There's something dramatically different about Jimmy Smits when he's in feature films. I don't know if it's the fact that he feels he has to carry the film or that the entire future of Hispanics in movies is riding on his performance, but to use the film school term for his acting, it "sucks."
Smits plays an overbearing father whose boxing career is cut short, so he raises his three boys, Sonny (Jon Seda), Jimmy Ortega (Clifton Gonzalez) and Johnny (Ernesto Hernandez), to be boxers. He's like some twelve-step counselor reject -- sort of like the Chris Farley character on SNL. What's most annoying is that it's patently obvious what's going to happen, and yet he can't see it. His wife (Maria del Mar) is, of course, powerless to talk to him.

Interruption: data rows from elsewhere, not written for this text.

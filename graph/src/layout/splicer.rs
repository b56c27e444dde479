use std::collections::HashSet;

use smallvec::SmallVec;
use tracing::debug;

use crate::core::arc::{Arc, ArcIdx, ArcJunction, Row};
use crate::core::graph::{Graph, GraphError};
use crate::core::oid::CommitId;

use super::generator::GraphGenerator;
use super::playback::Playback;

/// Merges a freshly generated prefix of commit history onto an existing
/// graph when refs have moved, reusing the unaffected tail instead of
/// regenerating it.
///
/// Usage is a scoped session: construct with the old graph and the two
/// head sets, feed the new commit sequence top-down through
/// `splice_new_commit` until `found_equilibrium` turns true (or the
/// sequence ends), then call `finish` exactly once to obtain the merged
/// graph.
pub struct GraphSplicer {
    old_graph: Graph,
    old_playback: Playback,
    generator: GraphGenerator,
    /// Branch tips that appeared; all must be fed before equilibrium.
    required_new: HashSet<CommitId>,
    /// Branch tips that disappeared; all must be passed by the old
    /// playback before equilibrium.
    required_old: HashSet<CommitId>,
    old_exhausted: bool,
    /// (new row, old row) where the two histories re-converge.
    equilibrium: Option<(Row, Row)>,
}

impl GraphSplicer {
    pub fn new(
        old_graph: Graph,
        old_heads: &HashSet<CommitId>,
        new_heads: &HashSet<CommitId>,
    ) -> Self {
        let required_new = new_heads.difference(old_heads).cloned().collect();
        let required_old: HashSet<CommitId> =
            old_heads.difference(new_heads).cloned().collect();
        let generator = GraphGenerator::with_keyframe_interval(old_graph.keyframe_interval());
        let mut splicer = Self {
            old_graph,
            old_playback: Playback::from_start(),
            generator,
            required_new,
            required_old,
            old_exhausted: false,
            equilibrium: None,
        };
        // Identical head sets mean identical histories: the graphs agree
        // from the very top and nothing needs regenerating.
        if splicer.required_new.is_empty() && splicer.required_old.is_empty() {
            splicer.equilibrium = Some((-1, -1));
        }
        splicer
    }

    /// True once the caller should stop feeding commits.
    pub fn found_equilibrium(&self) -> bool {
        self.equilibrium.is_some()
    }

    /// Whether the old graph ran out before the histories re-converged.
    pub fn old_graph_exhausted(&self) -> bool {
        self.old_exhausted
    }

    /// Feed the next commit of the new sequence (top-down).
    ///
    /// `was_known` tells the splicer the commit already exists in the old
    /// graph's history, so the old playback can be aligned with it.
    pub fn splice_new_commit(
        &mut self,
        commit: CommitId,
        parents: &[CommitId],
        was_known: bool,
        alloc_lanes_in_gaps: bool,
    ) {
        if self.equilibrium.is_some() {
            debug_assert!(false, "commit fed after equilibrium was reached");
            return;
        }
        self.generator
            .add_commit(commit.clone(), parents, alloc_lanes_in_gaps);
        self.required_new.remove(&commit);

        if was_known && !self.old_exhausted && !self.old_playback.seen_commits().contains(&commit)
        {
            if self
                .old_playback
                .advance_to_commit(self.old_graph.arcs(), &commit)
                .is_err()
            {
                // The old graph simply does not reach this far; the
                // session degrades to a full regeneration.
                debug!(%commit, "old graph exhausted before equilibrium");
                self.old_exhausted = true;
            }
            if !self.required_old.is_empty() {
                let seen = self.old_playback.seen_commits();
                self.required_old.retain(|c| !seen.contains(c));
            }
        }

        if self.required_new.is_empty()
            && self.required_old.is_empty()
            && !self.old_exhausted
            && self.old_playback.commit() == self.generator.commit()
            && self.generator.frame().is_equilibrium_reached(
                self.generator.graph().arcs(),
                self.old_playback.frame(),
                self.old_graph.arcs(),
            )
        {
            let rows = (self.generator.row(), self.old_playback.row());
            debug!(new_row = rows.0, old_row = rows.1, "splice equilibrium reached");
            self.equilibrium = Some(rows);
        }
    }

    /// Complete the session and return the merged graph.
    ///
    /// With an equilibrium, the old graph is pruned above the boundary,
    /// re-based, and front-spliced with the new prefix; open arcs at the
    /// boundary carry their closing rows and below-boundary junctions
    /// over from their old counterparts. Without one, the freshly
    /// generated graph replaces the old graph outright.
    pub fn finish(self) -> Result<Graph, GraphError> {
        let Some((new_row, old_row)) = self.equilibrium else {
            debug!("no equilibrium; replacing graph wholesale");
            return Ok(self.generator.into_graph());
        };
        let offset = new_row - old_row;

        // Pair up the arcs still open on both sides of the boundary.
        let new_frame = self.generator.frame();
        let old_frame = self.old_playback.frame();
        let new_arcs = self.generator.graph().arcs();
        let old_arcs = self.old_graph.arcs();
        let mut carried: Vec<(ArcIdx, ArcIdx)> = Vec::new();
        let lanes = new_frame
            .lanes()
            .lane_count()
            .max(old_frame.lanes().lane_count());
        for lane in 0..lanes {
            match (
                new_frame.live_open_at(lane, new_arcs),
                old_frame.live_open_at(lane, old_arcs),
            ) {
                (Some(n), Some(o)) => {
                    debug_assert!(
                        new_arcs[n].opened_by == old_arcs[o].opened_by
                            && new_arcs[n].closed_by == old_arcs[o].closed_by,
                        "open arcs disagree at equilibrium lane {lane}"
                    );
                    carried.push((n, o));
                }
                (None, None) => {}
                _ => debug_assert!(false, "equilibrium frames disagree at lane {lane}"),
            }
        }

        let mut new_graph = self.generator.into_graph();
        for &(n, o) in &carried {
            let old_arc = &self.old_graph.arcs()[o];
            let junctions = splice_junctions(&new_graph.arcs[n], old_arc, old_row, offset)?;
            let arc = &mut new_graph.arcs[n];
            arc.closed_at = old_arc.closed_at.map(|c| c + offset);
            arc.junctions = junctions;
        }

        let mut merged = self.old_graph;
        merged.delete_keyframes_with_arcs_opened_above(old_row);
        merged.delete_arcs_opened_above(old_row);
        merged.shift_rows(offset);
        merged.insert_front(&new_graph, new_row);
        merged.validate()?;
        debug!(
            rows = merged.row_count(),
            offset, "spliced new prefix onto existing graph"
        );
        Ok(merged)
    }
}

/// Junctions of a boundary arc after splicing: the new graph's (all above
/// the boundary) followed by the old graph's below-boundary ones,
/// row-shifted. The result must stay sorted with no duplicate pairs.
fn splice_junctions(
    new_arc: &Arc,
    old_arc: &Arc,
    old_row: Row,
    offset: Row,
) -> Result<SmallVec<[ArcJunction; 2]>, GraphError> {
    let mut junctions = new_arc.junctions.clone();
    for junction in &old_arc.junctions {
        if junction.joined_at > old_row {
            junctions.push(ArcJunction {
                joined_at: junction.joined_at + offset,
                joined_by: junction.joined_by.clone(),
            });
        }
    }
    let sorted = junctions.windows(2).all(|pair| {
        pair[0].joined_at < pair[1].joined_at
            || (pair[0].joined_at == pair[1].joined_at && pair[0].joined_by != pair[1].joined_by)
    });
    if !sorted {
        return Err(GraphError::UnsortedJunctions {
            row: new_arc.opened_at,
        });
    }
    Ok(junctions)
}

There's also a very strange thing that happens to his eyes. As Smits ages some twenty-five years, he doesn't look any older, but the color around his eyes starts to get really dark. Toward the height of his overbearing behavior, Smits starts to look like Cloacaboca, the evil Hispanic clown.

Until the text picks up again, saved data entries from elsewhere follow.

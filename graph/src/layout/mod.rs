pub mod generator;
pub mod playback;
pub mod splicer;

pub use generator::GraphGenerator;
pub use playback::{Playback, PlaybackExhausted};
pub use splicer::GraphSplicer;
use anyhow::Result;
use clap::Parser;
use std::collections::HashSet;

use graph::{CommitId, Graph, GraphSplicer};

#[derive(Parser)]
#[command(name = "demo_graph")]
#[command(about = "Render a synthetic commit graph with the lane engine", long_about = None)]
struct Cli {
    /// Number of branch-and-merge blocks in the synthetic history
    #[arg(short, long, default_value = "4")]
    blocks: usize,
    /// Reuse freed lanes anywhere instead of keeping the graph narrow
    #[arg(long)]
    gaps: bool,
    /// Also demonstrate an incremental refresh with a new tip
    #[arg(long)]
    refresh: bool,
}

/// A deterministic branchy history, top-down: each block merges a short
/// side branch back into the trunk.
fn synthetic_history(blocks: usize) -> Vec<(CommitId, Vec<CommitId>)> {
    let mut commits: Vec<(CommitId, Vec<CommitId>)> = Vec::new();
    for k in 0..blocks {
        let merge = format!("merge{k}");
        let trunk = format!("trunk{k}");
        let side = format!("side{k}");
        let join = format!("join{k}");
        commits.push((merge.into(), vec![trunk.clone().into(), side.clone().into()]));
        commits.push((trunk.into(), vec![join.clone().into()]));
        commits.push((side.into(), vec![join.clone().into()]));
        let parent = if k + 1 < blocks {
            vec![format!("merge{}", k + 1).into()]
        } else {
            vec![]
        };
        commits.push((join.into(), parent));
    }
    commits
}

fn render(graph: &mut Graph) -> Result<String> {
    let hidden = HashSet::new();
    let mut out = String::new();
    for row in 0..graph.row_count() {
        let frame = graph.frame(row)?;
        let (remap, width) = frame.flatten_lanes(graph.arcs(), &hidden);
        let mut cells = vec![' '; width.max(1)];
        for arc in frame.arcs_passing_by_commit(graph.arcs()) {
            if let Some(col) = remap[arc.lane].below {
                cells[col] = '|';
            }
        }
        if let Some(home) = frame.home_lane(graph.arcs()) {
            let col = remap
                .get(home)
                .and_then(|flat| flat.below.or(flat.above))
                .unwrap_or(0);
            cells[col] = '*';
        }
        let lanes: String = cells.into_iter().collect();
        out.push_str(&format!("{:<8} {}\n", lanes, frame.commit));
    }
    Ok(out)
}

fn main() -> Result<()> {
    tracing_subscriber::fmt::init();
    let cli = Cli::parse();

    let history = synthetic_history(cli.blocks);
    let mut graph = Graph::generate(history.clone(), cli.gaps);

    println!("Commit graph ({} rows):", graph.row_count());
    println!("────────────────────────");
    print!("{}", render(&mut graph)?);

    if cli.refresh {
        // A new tip appears above the old head; splice instead of
        // regenerating the whole graph.
        let old_heads: HashSet<CommitId> = ["merge0".into()].into_iter().collect();
        let new_heads: HashSet<CommitId> = ["tip".into()].into_iter().collect();
        let known: HashSet<CommitId> = history.iter().map(|(id, _)| id.clone()).collect();

        let mut new_sequence: Vec<(CommitId, Vec<CommitId>)> =
            vec![("tip".into(), vec!["merge0".into()])];
        new_sequence.extend(history);

        let mut splicer = GraphSplicer::new(graph, &old_heads, &new_heads);
        for (commit, parents) in &new_sequence {
            if splicer.found_equilibrium() {
                break;
            }
            splicer.splice_new_commit(commit.clone(), parents, known.contains(commit), cli.gaps);
        }
        let mut refreshed = splicer.finish()?;

        println!();
        println!("After refresh ({} rows):", refreshed.row_count());
        println!("────────────────────────");
        print!("{}", render(&mut refreshed)?);
    }

    Ok(())
}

Smits finally gets a lesson in humility when Sonny fires him as manager to be with a better promoter, Nick Everson (Ron Perlman). He apparently also gets a lesson in skin care. Smits' skin starts to clear up and suddenly his eyes are all better. This strikes me as similar to the tendency of filmmakers to make women look more screwable as some incurable disease is ravaging their body. By the end of the film, one can only relate the film's catharsis to the application of some good skin lotion instead of the reunion of the Ortega family.